Has your debt led you to the point of considering filing for Chapter 7 or Chapter 13 bankruptcy? Before you make a decision, you might want to learn about the difference between the two or what you can do to try to help your financial situation. For many individuals, filing for bankruptcy can provide a way out of debt and a fresh start. Check out this blog post and feel free to contact Palacios Law Group if you need expert legal advice!
Before you file for bankruptcy, you should consider all of your options. You will definitely want to figure out the different types of debt that you have, how much it is in total, and consider how you think filing for bankruptcy will help.

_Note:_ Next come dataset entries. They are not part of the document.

// SPDX-License-Identifier: BUSL-1.1
// Copyright (c) 2026 Alfred Jean LLC

use super::policy::EnvelopeSettings;
use super::status::EnvelopeStatus;
use crate::clock::Clock;
use crate::error::WorkflowError;
use crate::event::{Event, EventKind};
use crate::id::{AccountId, EnvelopeId, RecipientId};
use crate::recipient::{Recipient, RecipientStatus};
use chrono::{DateTime, Utc};
use serde::{Deserialize, Serialize};

/// A signing transaction
#[derive(Debug, Clone, PartialEq, Eq, Serialize, Deserialize)]
pub struct Envelope {
    pub id: EnvelopeId,
    pub account_id: AccountId,
    pub subject: String,
    pub status: EnvelopeStatus,
    pub settings: EnvelopeSettings,
    pub created_date_time: DateTime<Utc>,
    pub sent_date_time: Option<DateTime<Utc>>,
    pub delivered_date_time: Option<DateTime<Utc>>,
    pub signed_date_time: Option<DateTime<Utc>>,
    pub completed_date_time: Option<DateTime<Utc>>,
    pub declined_date_time: Option<DateTime<Utc>>,
    pub voided_date_time: Option<DateTime<Utc>>,
    pub voided_reason: Option<String>,
    pub declined_reason: Option<String>,
    pub declined_by: Option<RecipientId>,
    pub deleted_at: Option<DateTime<Utc>>,
    /// Bumped by every committed change; the store rejects stale writes
    pub version: u64,
}

/// Status-changing actions
#[derive(Debug, Clone, PartialEq, Eq)]
pub enum EnvelopeAction {
    Send,
    /// First successful delivery to any recipient
    Deliver,
    /// Every mandatory signer has signed
    Sign,
    Complete,
    Decline {
        recipient_id: RecipientId,
        reason: String,
    },
    Void {
        reason: String,
    },
}

impl EnvelopeAction {
    pub fn name(&self) -> &'static str {
        match self {
            EnvelopeAction::Send => "send",
            EnvelopeAction::Deliver => "mark delivered",
            EnvelopeAction::Sign => "mark signed",
            EnvelopeAction::Complete => "complete",
            EnvelopeAction::Decline { .. } => "decline",
            EnvelopeAction::Void { .. } => "void",
        }
    }
}

/// Outcome of a successful transition
#[derive(Debug, Clone)]
pub struct Transition {
    pub envelope: Envelope,
    pub events: Vec<Event>,
}

impl Transition {
    fn unchanged(envelope: &Envelope) -> Self {
        Self {
            envelope: envelope.clone(),
            events: Vec::new(),
        }
    }

    pub fn changed(&self, before: &Envelope) -> bool {
        self.envelope.version != before.version
    }
}

impl Envelope {
    pub fn new(
        id: EnvelopeId,
        account_id: AccountId,
        subject: impl Into<String>,
        settings: EnvelopeSettings,
        clock: &impl Clock,
    ) -> Self {
        Self {
            id,
            account_id,
            subject: subject.into(),
            status: EnvelopeStatus::Created,
            settings,
            created_date_time: clock.now(),
            sent_date_time: None,
            delivered_date_time: None,
            signed_date_time: None,
            completed_date_time: None,
            declined_date_time: None,
            voided_date_time: None,
            voided_reason: None,
            declined_reason: None,
            declined_by: None,
            deleted_at: None,
            version: 0,
        }
    }

    pub fn is_deleted(&self) -> bool {
        self.deleted_at.is_some()
    }

    /// Documents, recipients and tabs may only be edited directly before any
    /// recipient has acted
    pub fn can_be_modified(&self) -> bool {
        !self.is_deleted()
            && matches!(self.status, EnvelopeStatus::Created | EnvelopeStatus::Sent)
    }

    /// Derived on read; never persisted as a transition
    pub fn is_expired(&self, now: DateTime<Utc>) -> bool {
        match (self.status, self.sent_date_time) {
            (EnvelopeStatus::Sent, Some(sent)) => self.settings.expiration.is_expired(sent, now),
            _ => false,
        }
    }

    pub fn expires_at(&self) -> Option<DateTime<Utc>> {
        self.sent_date_time
            .and_then(|sent| self.settings.expiration.expires_at(sent))
    }

    pub fn in_expiry_warning(&self, now: DateTime<Utc>) -> bool {
        match self.sent_date_time {
            Some(sent) if self.status.is_in_flight() => {
                self.settings.expiration.in_warning_window(sent, now)
            }
            _ => false,
        }
    }

    pub fn next_reminder_at(&self, now: DateTime<Utc>) -> Option<DateTime<Utc>> {
        match (self.status, self.sent_date_time) {
            (EnvelopeStatus::Sent | EnvelopeStatus::Delivered, Some(sent)) => {
                self.settings.reminders.next_reminder_at(sent, now)
            }
            _ => None,
        }
    }

    /// Percentage of recipients that have finished successfully
    pub fn completion_percentage(recipients: &[Recipient]) -> u8 {
        if recipients.is_empty() {
            return 0;
        }
        let done = recipients.iter().filter(|r| r.status.is_success()).count();
        ((done * 100) / recipients.len()) as u8
    }

    /// Apply a status-changing action.
    ///
    /// Pure: the receiver is untouched and the returned envelope carries every
    /// status and timestamp change at once, so a failed check writes nothing.
    pub fn transition(
        &self,
        action: EnvelopeAction,
        recipients: &[Recipient],
        clock: &impl Clock,
    ) -> Result<Transition, WorkflowError> {
        if self.is_deleted() {
            return Err(self.invalid(action.name(), "deleted"));
        }

        let now = self.stamp(clock);
        let mut next = self.clone();

        let kind = match &action {
            EnvelopeAction::Send => {
                if self.status != EnvelopeStatus::Created {
                    return Err(self.invalid(action.name(), self.status.as_str()));
                }
                if recipients.is_empty() {
                    return Err(WorkflowError::validation(format!(
                        "envelope {} has no recipients",
                        self.id
                    )));
                }
                next.status = EnvelopeStatus::Sent;
                next.sent_date_time = Some(now);
                EventKind::EnvelopeSent
            }

            EnvelopeAction::Deliver => match self.status {
                EnvelopeStatus::Sent => {
                    next.status = EnvelopeStatus::Delivered;
                    next.delivered_date_time = Some(now);
                    EventKind::EnvelopeDelivered
                }
                // Milestone only: later deliveries change nothing
                EnvelopeStatus::Delivered | EnvelopeStatus::Signed => {
                    return Ok(Transition::unchanged(self))
                }
                _ => return Err(self.invalid(action.name(), self.status.as_str())),
            },

            EnvelopeAction::Sign => {
                if !matches!(
                    self.status,
                    EnvelopeStatus::Sent | EnvelopeStatus::Delivered
                ) {
                    return Err(self.invalid(action.name(), self.status.as_str()));
                }
                let unsigned = recipients
                    .iter()
                    .filter(|r| r.kind.signs() && !r.optional && r.status != RecipientStatus::Signed)
                    .count();
                if unsigned > 0 {
                    return Err(self.invalid(
                        action.name(),
                        &format!("{} ({} signer(s) outstanding)", self.status, unsigned),
                    ));
                }
                next.status = EnvelopeStatus::Signed;
                next.signed_date_time = Some(now);
                EventKind::EnvelopeSigned
            }

            EnvelopeAction::Complete => {
                if !self.status.is_in_flight() {
                    return Err(self.invalid(action.name(), self.status.as_str()));
                }
                let outstanding = recipients
                    .iter()
                    .filter(|r| r.kind.is_blocking() && !r.is_satisfied())
                    .count();
                if outstanding > 0 {
                    return Err(self.invalid(
                        action.name(),
                        &format!("{} ({} recipient(s) outstanding)", self.status, outstanding),
                    ));
                }
                if next.signed_date_time.is_none() {
                    next.signed_date_time = Some(now);
                }
                next.status = EnvelopeStatus::Completed;
                next.completed_date_time = Some(now);
                EventKind::EnvelopeCompleted
            }

            EnvelopeAction::Decline {
                recipient_id,
                reason,
            } => {
                if reason.trim().is_empty() {
                    return Err(WorkflowError::validation("decline reason is required"));
                }
                if !self.status.is_in_flight() {
                    return Err(self.invalid(action.name(), self.status.as_str()));
                }
                next.status = EnvelopeStatus::Declined;
                next.declined_date_time = Some(now);
                next.declined_reason = Some(reason.trim().to_string());
                next.declined_by = Some(recipient_id.clone());
                EventKind::EnvelopeDeclined {
                    recipient_id: recipient_id.clone(),
                    reason: reason.trim().to_string(),
                }
            }

            EnvelopeAction::Void { reason } => {
                if reason.trim().is_empty() {
                    return Err(WorkflowError::validation("void reason is required"));
                }
                if !self.status.is_in_flight() {
                    return Err(self.invalid(action.name(), self.status.as_str()));
                }
                next.status = EnvelopeStatus::Voided;
                next.voided_date_time = Some(now);
                next.voided_reason = Some(reason.trim().to_string());
                EventKind::EnvelopeVoided {
                    reason: reason.trim().to_string(),
                }
            }
        };

        next.version += 1;
        let event = next.event(kind, now);
        Ok(Transition {
            envelope: next,
            events: vec![event],
        })
    }

    /// Logical delete; in-flight envelopes must be voided first
    pub fn soft_delete(&self, clock: &impl Clock) -> Result<Transition, WorkflowError> {
        if self.is_deleted() {
            return Err(WorkflowError::validation(format!(
                "envelope {} is already deleted",
                self.id
            )));
        }
        if self.status.is_in_flight() {
            return Err(self.invalid("delete", self.status.as_str()));
        }
        let now = clock.now();
        let mut next = self.clone();
        next.deleted_at = Some(now);
        next.version += 1;
        let event = next.event(EventKind::EnvelopeDeleted, now);
        Ok(Transition {
            envelope: next,
            events: vec![event],
        })
    }

    /// Next version with no status change, for commits that only touch
    /// recipients, tabs or the workflow
    pub fn touched(&self) -> Envelope {
        let mut next = self.clone();
        next.version += 1;
        next
    }

    /// Build an event stamped with this envelope's identity and status
    pub fn event(&self, kind: EventKind, at: DateTime<Utc>) -> Event {
        Event {
            envelope_id: self.id.clone(),
            account_id: self.account_id.clone(),
            status: self.status,
            at,
            kind,
        }
    }

    /// Status timestamps in lifecycle order
    pub fn status_timestamps(&self) -> [Option<DateTime<Utc>>; 7] {
        [
            Some(self.created_date_time),
            self.sent_date_time,
            self.delivered_date_time,
            self.signed_date_time,
            self.completed_date_time,
            self.declined_date_time,
            self.voided_date_time,
        ]
    }

    fn latest_timestamp(&self) -> DateTime<Utc> {
        self.status_timestamps()
            .into_iter()
            .flatten()
            .max()
            .unwrap_or(self.created_date_time)
    }

    /// Never earlier than any timestamp already set
    fn stamp(&self, clock: &impl Clock) -> DateTime<Utc> {
        clock.now().max(self.latest_timestamp())
    }

    fn invalid(&self, attempted: &'static str, current: &str) -> WorkflowError {
        WorkflowError::InvalidTransition {
            resource: "envelope",
            id: self.id.to_string(),
            current: current.to_string(),
            attempted,
        }
    }
}

#[cfg(test)]
#[path = "state_tests.rs"]
mod tests;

Often times, many creditors are willing to work with debtors to settle the debt. If you can resolve your debt without the need for bankruptcy, then this will be the best solution. No everyone qualifies for bankruptcy. Both Chapter 7 and Chapter 13 have specific requirements. To qualify for Chapter 7 bankruptcy, your income must be low enough. To qualify for Chapter 13 bankruptcy, your debts must not exceed certain dollar limits.
If you are not making the required payments on your debts, your creditors can take you to court to recover the money. When you file for bankruptcy, an automatic stay goes into effect that stops collection actions by creditors. If you are being sued, but file for bankruptcy, this could help put a stop the lawsuit.
If you have debt that is secured by your property (ex: mortgage or car loan) your lender can foreclose your home or repossess your property. In most cases, you cannot wipe out your lender's lien. Bankruptcy's automatic stay can stop or delay the foreclosure and repossession process.
Filing for Chapter 13 bankruptcy can allow you to catch up on missed payments, reduce the balance of your loan, and can eliminate unsecured liens from your house through a process called stripping.
Before you file for bankruptcy, you will also want to consider the value of the property you own.
According to NOLO, " Bankruptcy exemptions allow you to keep a certain amount of property in Chapter 7 bankruptcy. But a Chapter 7 bankruptcy trustee has the authority to sell any assets you can't exempt to pay back your creditors.
If you file for Chapter 13 bankruptcy, you are allowed to keep all of your property but you will have to pay your unsecured creditors at least an amount equal to the value of your nonexempt assets.